▸ **EXERCISE**
Could you give the whole listing again, exactly as it reads?

▸ **RECORDS FOR THIS TASK**
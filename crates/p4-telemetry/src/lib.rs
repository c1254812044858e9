//! # p4 Telemetry
//!
//! Logging bootstrap for processes embedding the async adapter.
//!
//! ## Usage
//!
//! ```rust,ignore
//! use p4_telemetry::{init_logging, TelemetryConfig};
//!
//! fn main() {
//!     init_logging(&TelemetryConfig::from_env()).expect("Failed to init logging");
//!     // Adapter events are now written to stdout
//! }
//! ```
//!
//! ## Environment Variables
//!
//! | Variable | Default | Description |
//! |----------|---------|-------------|
//! | `OTEL_SERVICE_NAME` | `p4async` | Service name on the startup event |
//! | `P4ASYNC_LOG_LEVEL` / `RUST_LOG` | `info` | Filter directives |
//! | `P4ASYNC_JSON_LOGS` | `false` | JSON lines instead of plain text |
//! | `P4ASYNC_CONSOLE_OUTPUT` | `true` | Write events to stdout at all |

mod config;
mod logging;

pub use config::TelemetryConfig;
pub use logging::{build_filter, init_logging};

use thiserror::Error;

/// Logging bootstrap errors
#[derive(Error, Debug)]
pub enum TelemetryError {
    #[error("Invalid log filter `{directives}`: {reason}")]
    Filter { directives: String, reason: String },

    #[error("Failed to install subscriber: {0}")]
    Init(String),
}
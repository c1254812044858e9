//! Domain Layer
//!
//! Pure logic, no I/O: operation-name classification and run-wrap command
//! forms.

pub mod forms;
pub mod operation;

pub use forms::{CommandForm, OperationArgs, PreparedCommand};
pub use operation::{
    OperationName, RunWrapMethod, SimpleMethod, RUN_WRAP_METHODS, SIMPLE_WRAP_METHODS,
};
//! # Records
//!
//! One element of the list a command execution returns.
//!
//! Commands run in tagged mode return field/value mappings; spec-style
//! commands run with `-o` return a single mapping; commands such as `print`
//! interleave plain text or binary chunks with their mappings.

use serde::{Deserialize, Serialize};
use std::collections::BTreeMap;

/// A single command result element.
#[derive(Debug, Clone, PartialEq, Eq, Serialize, Deserialize)]
#[serde(tag = "kind", content = "value", rename_all = "snake_case")]
pub enum Record {
    /// Flat field -> value mapping.
    Spec(BTreeMap<String, String>),
    /// Ordered field/value pairs, as emitted by tagged output.
    Tagged(Vec<(String, String)>),
    /// Plain text output.
    Text(String),
    /// Raw bytes (e.g. binary file content from `print`).
    Binary(Vec<u8>),
}

impl Record {
    /// Build a mapping record from field/value pairs.
    pub fn spec<I, K, V>(fields: I) -> Self
    where
        I: IntoIterator<Item = (K, V)>,
        K: Into<String>,
        V: Into<String>,
    {
        Self::Spec(
            fields
                .into_iter()
                .map(|(k, v)| (k.into(), v.into()))
                .collect(),
        )
    }

    /// Build a text record.
    pub fn text(text: impl Into<String>) -> Self {
        Self::Text(text.into())
    }

    /// Whether this record is mapping-shaped or tagged.
    #[must_use]
    pub fn is_structured(&self) -> bool {
        matches!(self, Self::Spec(_) | Self::Tagged(_))
    }

    /// Read one named field. Always `None` for text and binary records.
    #[must_use]
    pub fn field(&self, name: &str) -> Option<&str> {
        match self {
            Self::Spec(map) => map.get(name).map(String::as_str),
            Self::Tagged(pairs) => pairs
                .iter()
                .find(|(k, _)| k == name)
                .map(|(_, v)| v.as_str()),
            Self::Text(_) | Self::Binary(_) => None,
        }
    }

    /// Text content, if this is a text record.
    #[must_use]
    pub fn as_text(&self) -> Option<&str> {
        match self {
            Self::Text(text) => Some(text),
            _ => None,
        }
    }
}

impl From<BTreeMap<String, String>> for Record {
    fn from(map: BTreeMap<String, String>) -> Self {
        Self::Spec(map)
    }
}
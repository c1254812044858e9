//! Adapters Layer
//!
//! - `memory`: scriptable in-memory `BlockingSession` with a call journal

pub mod memory;

pub use memory::{CallRecord, InMemorySession, SessionJournal};
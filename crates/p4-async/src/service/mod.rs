//! Service Layer
//!
//! - `serializer`: single-worker execution gate
//! - `protocol`: fetch-one, save-one, iterate-many
//! - `adapter`: `P4Async`, the async facade over a session
//! - `resolver`: operation-name dispatch
//! - `lifecycle`: scoped use with guaranteed disconnect

pub mod adapter;
pub mod lifecycle;
pub mod protocol;
pub mod resolver;
pub mod serializer;

pub use adapter::{Execution, P4Async};
pub use protocol::RecordStream;
pub use resolver::{OperationOutput, ResolvedOperation};
pub use serializer::{ExecutionSerializer, PendingOperation, SerializerStats};
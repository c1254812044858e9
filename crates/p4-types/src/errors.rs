//! # Error Types
//!
//! Failures raised by the blocking session itself.

use thiserror::Error;

/// Errors raised by a blocking session call.
#[derive(Debug, Clone, PartialEq, Eq, Error)]
pub enum SessionError {
    /// A command was issued while the session is disconnected.
    #[error("Not connected")]
    NotConnected,

    /// Establishing or tearing down the connection failed.
    #[error("Connection error: {0}")]
    Connection(String),

    /// The server rejected or failed a command.
    #[error("Command `{command}` failed: {message}")]
    Command { command: String, message: String },
}

impl SessionError {
    /// Build a command failure.
    pub fn command(command: impl Into<String>, message: impl Into<String>) -> Self {
        Self::Command {
            command: command.into(),
            message: message.into(),
        }
    }
}
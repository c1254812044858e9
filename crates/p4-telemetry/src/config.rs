//! Telemetry configuration from environment variables.

use std::env;

/// Configuration for the logging subscriber.
#[derive(Debug, Clone, PartialEq, Eq)]
pub struct TelemetryConfig {
    /// Service name reported on the startup event
    pub service_name: String,

    /// Filter directives (`info`, `p4_async=debug,info`, ...)
    pub log_level: String,

    /// Whether to write events to stdout
    pub console_output: bool,

    /// Whether to format events as JSON lines
    pub json_logs: bool,
}

impl Default for TelemetryConfig {
    fn default() -> Self {
        Self {
            service_name: "p4async".to_string(),
            log_level: "info".to_string(),
            console_output: true,
            json_logs: false,
        }
    }
}

impl TelemetryConfig {
    /// Create configuration from environment variables.
    ///
    /// # Environment Variables
    ///
    /// - `OTEL_SERVICE_NAME`: Service name (default: p4async)
    /// - `P4ASYNC_LOG_LEVEL` or `RUST_LOG`: Filter directives (default: info)
    /// - `P4ASYNC_CONSOLE_OUTPUT`: Enable console output (default: true)
    /// - `P4ASYNC_JSON_LOGS`: Enable JSON logs (default: false)
    pub fn from_env() -> Self {
        Self {
            service_name: env::var("OTEL_SERVICE_NAME").unwrap_or_else(|_| "p4async".to_string()),

            log_level: env::var("P4ASYNC_LOG_LEVEL")
                .or_else(|_| env::var("RUST_LOG"))
                .unwrap_or_else(|_| "info".to_string()),

            console_output: env::var("P4ASYNC_CONSOLE_OUTPUT")
                .map(|v| v.to_lowercase() != "false" && v != "0")
                .unwrap_or(true),

            json_logs: env::var("P4ASYNC_JSON_LOGS")
                .map(|v| v.to_lowercase() == "true" || v == "1")
                .unwrap_or(false),
        }
    }

    /// Override the filter directives.
    #[must_use]
    pub fn with_log_level(mut self, directives: impl Into<String>) -> Self {
        self.log_level = directives.into();
        self
    }
}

▸ **EXERCISE RESULT**
filename crates/p4-telemetry/src/lib.rs
repository c1254812044858e9
//! # p4 Telemetry
//!
//! Logging bootstrap for processes embedding the async adapter.
//!
//! ## Usage
//!
//! ```rust,ignore
//! use p4_telemetry::{init_logging, TelemetryConfig};
//!
//! fn main() {
//!     init_logging(&TelemetryConfig::from_env()).expect("Failed to init logging");
//!     // Adapter events are now written to stdout
//! }
//! ```
//!
//! ## Environment Variables
//!
//! | Variable | Default | Description |
//! |----------|---------|-------------|
//! | `OTEL_SERVICE_NAME` | `p4async` | Service name on the startup event |
//! | `P4ASYNC_LOG_LEVEL` / `RUST_LOG` | `info` | Filter directives |
//! | `P4ASYNC_JSON_LOGS` | `false` | JSON lines instead of plain text |
//! | `P4ASYNC_CONSOLE_OUTPUT` | `true` | Write events to stdout at all |

mod config;
mod logging;

pub use config::TelemetryConfig;
pub use logging::{build_filter, init_logging};

use thiserror::Error;

/// Logging bootstrap errors
#[derive(Error, Debug)]
pub enum TelemetryError {
    #[error("Invalid log filter `{directives}`: {reason}")]
    Filter { directives: String, reason: String },

    #[error("Failed to install subscriber: {0}")]
    Init(String),
}
repository c1254812044858e9
//! Domain Layer
//!
//! Pure logic, no I/O: operation-name classification and run-wrap command
//! forms.

pub mod forms;
pub mod operation;

pub use forms::{CommandForm, OperationArgs, PreparedCommand};
pub use operation::{
    OperationName, RunWrapMethod, SimpleMethod, RUN_WRAP_METHODS, SIMPLE_WRAP_METHODS,
};
//! # Records
//!
//! One element of the list a command execution returns.
//!
//! Commands run in tagged mode return field/value mappings; spec-style
//! commands run with `-o` return a single mapping; commands such as `print`
//! interleave plain text or binary chunks with their mappings.

use serde::{Deserialize, Serialize};
use std::collections::BTreeMap;

/// A single command result element.
#[derive(Debug, Clone, PartialEq, Eq, Serialize, Deserialize)]
#[serde(tag = "kind", content = "value", rename_all = "snake_case")]
pub enum Record {
    /// Flat field -> value mapping.
    Spec(BTreeMap<String, String>),
    /// Ordered field/value pairs, as emitted by tagged output.
    Tagged(Vec<(String, String)>),
    /// Plain text output.
    Text(String),
    /// Raw bytes (e.g. binary file content from `print`).
    Binary(Vec<u8>),
}

impl Record {
    /// Build a mapping record from field/value pairs.
    pub fn spec<I, K, V>(fields: I) -> Self
    where
        I: IntoIterator<Item = (K, V)>,
        K: Into<String>,
        V: Into<String>,
    {
        Self::Spec(
            fields
                .into_iter()
                .map(|(k, v)| (k.into(), v.into()))
                .collect(),
        )
    }

    /// Build a text record.
    pub fn text(text: impl Into<String>) -> Self {
        Self::Text(text.into())
    }

    /// Whether this record is mapping-shaped or tagged.
    #[must_use]
    pub fn is_structured(&self) -> bool {
        matches!(self, Self::Spec(_) | Self::Tagged(_))
    }

    /// Read one named field. Always `None` for text and binary records.
    #[must_use]
    pub fn field(&self, name: &str) -> Option<&str> {
        match self {
            Self::Spec(map) => map.get(name).map(String::as_str),
            Self::Tagged(pairs) => pairs
                .iter()
                .find(|(k, _)| k == name)
                .map(|(_, v)| v.as_str()),
            Self::Text(_) | Self::Binary(_) => None,
        }
    }

    /// Text content, if this is a text record.
    #[must_use]
    pub fn as_text(&self) -> Option<&str> {
        match self {
            Self::Text(text) => Some(text),
            _ => None,
        }
    }
}

impl From<BTreeMap<String, String>> for Record {
    fn from(map: BTreeMap<String, String>) -> Self {
        Self::Spec(map)
    }
}
repository c1254812044858e9
//! Adapters Layer
//!
//! - `memory`: scriptable in-memory `BlockingSession` with a call journal

pub mod memory;

pub use memory::{CallRecord, InMemorySession, SessionJournal};
filename crates/p4-async/src/service/mod.rs
//! Service Layer
//!
//! - `serializer`: single-worker execution gate
//! - `protocol`: fetch-one, save-one, iterate-many
//! - `adapter`: `P4Async`, the async facade over a session
//! - `resolver`: operation-name dispatch
//! - `lifecycle`: scoped use with guaranteed disconnect

pub mod adapter;
pub mod lifecycle;
pub mod protocol;
pub mod resolver;
pub mod serializer;

pub use adapter::{Execution, P4Async};
pub use protocol::RecordStream;
pub use resolver::{OperationOutput, ResolvedOperation};
pub use serializer::{ExecutionSerializer, PendingOperation, SerializerStats};
repository c1254812044858e9
filename crates/p4-types/src/errors.rs
//! # Error Types
//!
//! Failures raised by the blocking session itself.

use thiserror::Error;

/// Errors raised by a blocking session call.
#[derive(Debug, Clone, PartialEq, Eq, Error)]
pub enum SessionError {
    /// A command was issued while the session is disconnected.
    #[error("Not connected")]
    NotConnected,

    /// Establishing or tearing down the connection failed.
    #[error("Connection error: {0}")]
    Connection(String),

    /// The server rejected or failed a command.
    #[error("Command `{command}` failed: {message}")]
    Command { command: String, message: String },
}

impl SessionError {
    /// Build a command failure.
    pub fn command(command: impl Into<String>, message: impl Into<String>) -> Self {
        Self::Command {
            command: command.into(),
            message: message.into(),
        }
    }
}
repository c1254812044858e9
filename crates/p4-telemetry/src/config.rs
//! Telemetry configuration from environment variables.

use std::env;

/// Configuration for the logging subscriber.
#[derive(Debug, Clone, PartialEq, Eq)]
pub struct TelemetryConfig {
    /// Service name reported on the startup event
    pub service_name: String,

    /// Filter directives (`info`, `p4_async=debug,info`, ...)
    pub log_level: String,

    /// Whether to write events to stdout
    pub console_output: bool,

    /// Whether to format events as JSON lines
    pub json_logs: bool,
}

impl Default for TelemetryConfig {
    fn default() -> Self {
        Self {
            service_name: "p4async".to_string(),
            log_level: "info".to_string(),
            console_output: true,
            json_logs: false,
        }
    }
}

impl TelemetryConfig {
    /// Create configuration from environment variables.
    ///
    /// # Environment Variables
    ///
    /// - `OTEL_SERVICE_NAME`: Service name (default: p4async)
    /// - `P4ASYNC_LOG_LEVEL` or `RUST_LOG`: Filter directives (default: info)
    /// - `P4ASYNC_CONSOLE_OUTPUT`: Enable console output (default: true)
    /// - `P4ASYNC_JSON_LOGS`: Enable JSON logs (default: false)
    pub fn from_env() -> Self {
        Self {
            service_name: env::var("OTEL_SERVICE_NAME").unwrap_or_else(|_| "p4async".to_string()),

            log_level: env::var("P4ASYNC_LOG_LEVEL")
                .or_else(|_| env::var("RUST_LOG"))
                .unwrap_or_else(|_| "info".to_string()),

            console_output: env::var("P4ASYNC_CONSOLE_OUTPUT")
                .map(|v| v.to_lowercase() != "false" && v != "0")
                .unwrap_or(true),

            json_logs: env::var("P4ASYNC_JSON_LOGS")
                .map(|v| v.to_lowercase() == "true" || v == "1")
                .unwrap_or(false),
        }
    }

    /// Override the filter directives.
    #[must_use]
    pub fn with_log_level(mut self, directives: impl Into<String>) -> Self {
        self.log_level = directives.into();
        self
    }
}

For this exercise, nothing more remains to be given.